1 Review of Linear Regression
After this lecture, you should be competent (again) in assessing violations of various assumptions of linear regression models, particularly assumptions about model residuals, by being able to apply visual assessments and formal statistical tests, and interpret the results and effects of the violations.
Objectives
- Recall the form and standard assumptions of linear regression models.
- Recall and apply standard methods of assessing and testing homogeneity of variance and normality of residuals.
- Define and test independence (most often, uncorrelatedness) of regression model residuals.
Reading materials
- Chapters 3–4 in Chatterjee and Hadi (2006)

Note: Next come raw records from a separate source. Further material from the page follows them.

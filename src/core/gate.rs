//! Bonus-action ("free kick") gating.
//!
//! A player may claim one compensating action per season, and only for a
//! match where every question they picked is settled and at least one pick
//! was wrong. This module evaluates the pick/settlement preconditions; the
//! already-used and match-exists checks live in the service layer where the
//! store is available.

use std::collections::HashMap;

use serde::Serialize;
use utoipa::ToSchema;

use crate::core::{
    picks::Answer,
    status::{Outcome, QuestionStatus},
};

/// Machine-readable reason a bonus-action request was refused.
#[derive(Debug, Clone, Copy, PartialEq, Eq, Serialize, ToSchema)]
#[serde(rename_all = "snake_case")]
pub enum GateRejection {
    /// Caller could not be resolved to a user identity.
    Unauthenticated,
    /// The one-per-season allowance is already consumed.
    AlreadyUsed,
    /// The target match does not exist in the round.
    MatchNotFound,
    /// The caller has no recorded pick in the match.
    NoPicks,
    /// At least one picked question is not settled yet.
    NotSettled,
    /// Every settled, non-void pick was correct; nothing to compensate.
    NoLoss,
}

impl GateRejection {
    /// Stable reason code carried in error responses.
    pub fn code(&self) -> &'static str {
        match self {
            GateRejection::Unauthenticated => "unauthenticated",
            GateRejection::AlreadyUsed => "already_used",
            GateRejection::MatchNotFound => "match_not_found",
            GateRejection::NoPicks => "no_picks",
            GateRejection::NotSettled => "not_settled",
            GateRejection::NoLoss => "no_loss",
        }
    }

    /// Human-readable message matching the reason code.
    pub fn message(&self) -> &'static str {
        match self {
            GateRejection::Unauthenticated => "sign in to use the free kick",
            GateRejection::AlreadyUsed => "free kick already used this season",
            GateRejection::MatchNotFound => "match not found in the current round",
            GateRejection::NoPicks => "no picks recorded for this match",
            GateRejection::NotSettled => "not every picked question is settled yet",
            GateRejection::NoLoss => "no lost pick in this match to compensate",
        }
    }
}

/// Evaluate the pick/settlement preconditions for one match.
///
/// `match_question_ids` is the match's full question list; `user_picks` the
/// caller's pick map for the round. Checks run in order: the caller must
/// have at least one pick in the match, every picked question must be
/// settled (final or void), and at least one non-void settled pick must be
/// wrong.
pub fn evaluate(
    match_question_ids: &[String],
    statuses: &HashMap<String, QuestionStatus>,
    user_picks: &HashMap<String, Answer>,
) -> Result<(), GateRejection> {
    let picked: Vec<(&String, Answer)> = match_question_ids
        .iter()
        .filter_map(|id| user_picks.get(id).map(|answer| (id, *answer)))
        .collect();

    if picked.is_empty() {
        return Err(GateRejection::NoPicks);
    }

    let all_settled = picked.iter().all(|(id, _)| {
        statuses
            .get(id.as_str())
            .is_some_and(QuestionStatus::is_settled)
    });
    if !all_settled {
        return Err(GateRejection::NotSettled);
    }

    let lost_one = picked.iter().any(|(id, answer)| {
        let Some(status) = statuses.get(id.as_str()) else {
            return false;
        };
        if status.is_void() {
            return false;
        }
        match status.outcome {
            Some(Outcome::Yes) => *answer != Answer::Yes,
            Some(Outcome::No) => *answer != Answer::No,
            _ => false,
        }
    });
    if !lost_one {
        return Err(GateRejection::NoLoss);
    }

    Ok(())
}

#[cfg(test)]
mod tests {
    use super::*;
    use crate::core::status::StatusKind;

    fn status(kind: StatusKind, outcome: Option<Outcome>) -> QuestionStatus {
        QuestionStatus {
            status: kind,
            outcome,
        }
    }

    fn fixture() -> (Vec<String>, HashMap<String, QuestionStatus>) {
        let ids: Vec<String> = (1..=4).map(|i| format!("R3-G2-Q{i}")).collect();
        let mut statuses = HashMap::new();
        statuses.insert(ids[0].clone(), status(StatusKind::Final, Some(Outcome::No)));
        statuses.insert(ids[1].clone(), status(StatusKind::Final, Some(Outcome::No)));
        statuses.insert(
            ids[2].clone(),
            status(StatusKind::Void, Some(Outcome::Void)),
        );
        statuses.insert(ids[3].clone(), status(StatusKind::Open, None));
        (ids, statuses)
    }

    #[test]
    fn rejects_without_picks() {
        let (ids, statuses) = fixture();
        assert_eq!(
            evaluate(&ids, &statuses, &HashMap::new()),
            Err(GateRejection::NoPicks)
        );
    }

    #[test]
    fn rejects_while_a_picked_question_is_open() {
        let (ids, statuses) = fixture();
        // Picks yes on three settled questions plus the still-open fourth.
        let picks: HashMap<String, Answer> =
            ids.iter().map(|id| (id.clone(), Answer::Yes)).collect();
        assert_eq!(
            evaluate(&ids, &statuses, &picks),
            Err(GateRejection::NotSettled)
        );
    }

    #[test]
    fn succeeds_once_settled_with_a_loss() {
        let (ids, statuses) = fixture();
        // Only the three settled questions are picked; two are wrong, one void.
        let picks: HashMap<String, Answer> = ids[..3]
            .iter()
            .map(|id| (id.clone(), Answer::Yes))
            .collect();
        assert_eq!(evaluate(&ids, &statuses, &picks), Ok(()));
    }

    #[test]
    fn rejects_when_every_pick_won_or_voided() {
        let (ids, statuses) = fixture();
        let picks: HashMap<String, Answer> = ids[..3]
            .iter()
            .map(|id| (id.clone(), Answer::No))
            .collect();
        assert_eq!(
            evaluate(&ids, &statuses, &picks),
            Err(GateRejection::NoLoss)
        );
    }

    #[test]
    fn void_only_picks_cannot_claim() {
        let (ids, statuses) = fixture();
        let picks: HashMap<String, Answer> =
            [(ids[2].clone(), Answer::Yes)].into_iter().collect();
        assert_eq!(
            evaluate(&ids, &statuses, &picks),
            Err(GateRejection::NoLoss)
        );
    }

    #[test]
    fn reason_codes_are_stable() {
        assert_eq!(GateRejection::AlreadyUsed.code(), "already_used");
        assert_eq!(GateRejection::NotSettled.code(), "not_settled");
        assert_eq!(GateRejection::NoLoss.code(), "no_loss");
    }
}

1.1 Diagnostics for the simple linear regression: residual analysis
Given a simple linear regression (SLR) model \[ Y_{t} = \beta_{0} + \beta_{1} X_{t} + \epsilon_{t}, \] where \(Y_{t}\) is the dependent variable and \(X_{t}\) is the regressor (independent, predictor) variable, \(t = 1,\dots,n\), and \(n\) is the sample size.
The Gauss–Markov theorem
If \(\epsilon_{t}\) are uncorrelated random variables with common variance, then of all possible estimators \(\beta^{\ast}_{0}\) and \(\beta^{\ast}_{1}\) that are linear functions of \(Y_{t}\), the least squares estimators have the smallest variance.
Thus, the ordinary least squares (OLS) assumptions are:
the residuals \(\epsilon_{t}\) have common variance (\(\epsilon_{t}\) are homoskedastic);
-
the residuals \(\epsilon_{t}\) are uncorrelated;
to provide prediction intervals (PIs), confidence intervals (CIs), and to test hypotheses about the parameters in our model, we also need to assume that
the residuals \(\epsilon_{t}\) are normally distributed (\(\epsilon_{t} \sim N (0, \sigma^{ 2} )\)).
A basic technique for investigating the aptness of a regression model is based on analyzing the residuals \(\epsilon_{t}\). In a residual analysis, we attempt to assess the validity of the OLS assumptions by examining the estimated residuals \(\hat{\epsilon}_{1}, \dots, \hat{\epsilon}_{n}\) to see if they satisfy the imposed conditions. If the model is apt, the observed residuals should reflect the assumptions listed above.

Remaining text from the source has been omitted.